• **REQUIREMENT**: Please write out, exactly, every line of the listing from its first line through the one that includes "inspect the session".

• **GIVEN ENTRIES**:

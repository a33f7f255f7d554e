use std::path::PathBuf;

use clap::{Args, Parser, Subcommand};

use crate::output::OutputFormat;

#[derive(Parser, Debug)]
#[command(name = "matr")]
#[command(about = "Sistema de Matrículas - faculty and program administration from the command line")]
#[command(version)]
pub struct Cli {
	/// Increase verbosity (-v info, -vv debug)
	#[arg(short, long, global = true, action = clap::ArgAction::Count)]
	pub verbose: u8,

	/// Output format
	#[arg(short, long, global = true, value_enum, default_value_t = OutputFormat::Text)]
	pub format: OutputFormat,

	/// API root, e.g. http://localhost:8080/api/v1 (overrides MATR_API_BASE_URL)
	#[arg(long, global = true, value_name = "URL")]
	pub base_url: Option<String>,

	/// Directory holding the persisted session (overrides MATR_STATE_DIR)
	#[arg(long, global = true, value_name = "DIR")]
	pub state_dir: Option<PathBuf>,

	#[command(subcommand)]
	pub command: Commands,
}

#[derive(Subcommand, Debug)]
pub enum Commands {
	/// Sign in, register, sign out, inspect the session
	Auth {
		#[command(subcommand)]
		action: AuthAction,
	},

	/// Manage faculties
	#[command(alias = "fac")]
	Facultades {
		#[command(subcommand)]
		action: FacultadAction,
	},

	/// Manage academic programs
	#[command(alias = "car")]
	Carreras {
		#[command(subcommand)]
		action: CarreraAction,
	},
}

#[derive(Subcommand, Debug)]
pub enum AuthAction {
	/// Exchange email and password for a session
	Login {
		#[arg(long)]
		email: String,
		#[arg(long)]
		password: String,
	},
	/// Create an account and sign in
	Register {
		#[arg(long)]
		full_name: String,
		#[arg(long)]
		email: String,
		#[arg(long)]
		password: String,
	},
	/// Forget the persisted session
	Logout,
	/// Show the restored session
	Status,
}

#[derive(Subcommand, Debug)]
pub enum FacultadAction {
	List,
	Get { id: u64 },
	Create(NewFacultadArgs),
	Update {
		id: u64,
		#[command(flatten)]
		fields: FacultadPatchArgs,
	},
	Delete { id: u64 },
}

#[derive(Args, Debug)]
pub struct NewFacultadArgs {
	#[arg(long)]
	pub nombre: String,
	#[arg(long)]
	pub descripcion: Option<String>,
	#[arg(long)]
	pub ubicacion: Option<String>,
	#[arg(long)]
	pub decano: Option<String>,
	#[arg(long)]
	pub activo: Option<bool>,
}

#[derive(Args, Debug)]
pub struct FacultadPatchArgs {
	#[arg(long)]
	pub nombre: Option<String>,
	#[arg(long)]
	pub descripcion: Option<String>,
	#[arg(long)]
	pub ubicacion: Option<String>,
	#[arg(long)]
	pub decano: Option<String>,
	#[arg(long)]
	pub activo: Option<bool>,
}

#[derive(Subcommand, Debug)]
pub enum CarreraAction {
	List {
		/// Only programs of this faculty
		#[arg(long, value_name = "ID")]
		facultad: Option<u64>,
	},
	Get { id: u64 },
	Create(NewCarreraArgs),
	Update {
		id: u64,
		#[command(flatten)]
		fields: CarreraPatchArgs,
	},
	Delete { id: u64 },
}

#[derive(Args, Debug)]
pub struct NewCarreraArgs {
	#[arg(long, value_name = "ID")]
	pub facultad: u64,
	#[arg(long)]
	pub nombre: String,
	#[arg(long)]
	pub descripcion: Option<String>,
	/// Duration in semesters
	#[arg(long, value_name = "N")]
	pub duracion: u32,
	#[arg(long)]
	pub titulo: Option<String>,
	#[arg(long)]
	pub activo: Option<bool>,
}

#[derive(Args, Debug)]
pub struct CarreraPatchArgs {
	#[arg(long, value_name = "ID")]
	pub facultad: Option<u64>,
	#[arg(long)]
	pub nombre: Option<String>,
	#[arg(long)]
	pub descripcion: Option<String>,
	#[arg(long, value_name = "N")]
	pub duracion: Option<u32>,
	#[arg(long)]
	pub titulo: Option<String>,
	#[arg(long)]
	pub activo: Option<bool>,
}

• **ANSWER TO THIS EXERCISE**:
repository a33f7f255f7d554e
use std::path::PathBuf;

use clap::{Args, Parser, Subcommand};

use crate::output::OutputFormat;

#[derive(Parser, Debug)]
#[command(name = "matr")]
#[command(about = "Sistema de Matrículas - faculty and program administration from the command line")]
#[command(version)]
pub struct Cli {
	/// Increase verbosity (-v info, -vv debug)
	#[arg(short, long, global = true, action = clap::ArgAction::Count)]
	pub verbose: u8,

	/// Output format
	#[arg(short, long, global = true, value_enum, default_value_t = OutputFormat::Text)]
	pub format: OutputFormat,

	/// API root, e.g. http://localhost:8080/api/v1 (overrides MATR_API_BASE_URL)
	#[arg(long, global = true, value_name = "URL")]
	pub base_url: Option<String>,

	/// Directory holding the persisted session (overrides MATR_STATE_DIR)
	#[arg(long, global = true, value_name = "DIR")]
	pub state_dir: Option<PathBuf>,

	#[command(subcommand)]
	pub command: Commands,
}

#[derive(Subcommand, Debug)]
pub enum Commands {
	/// Sign in, register, sign out, inspect the session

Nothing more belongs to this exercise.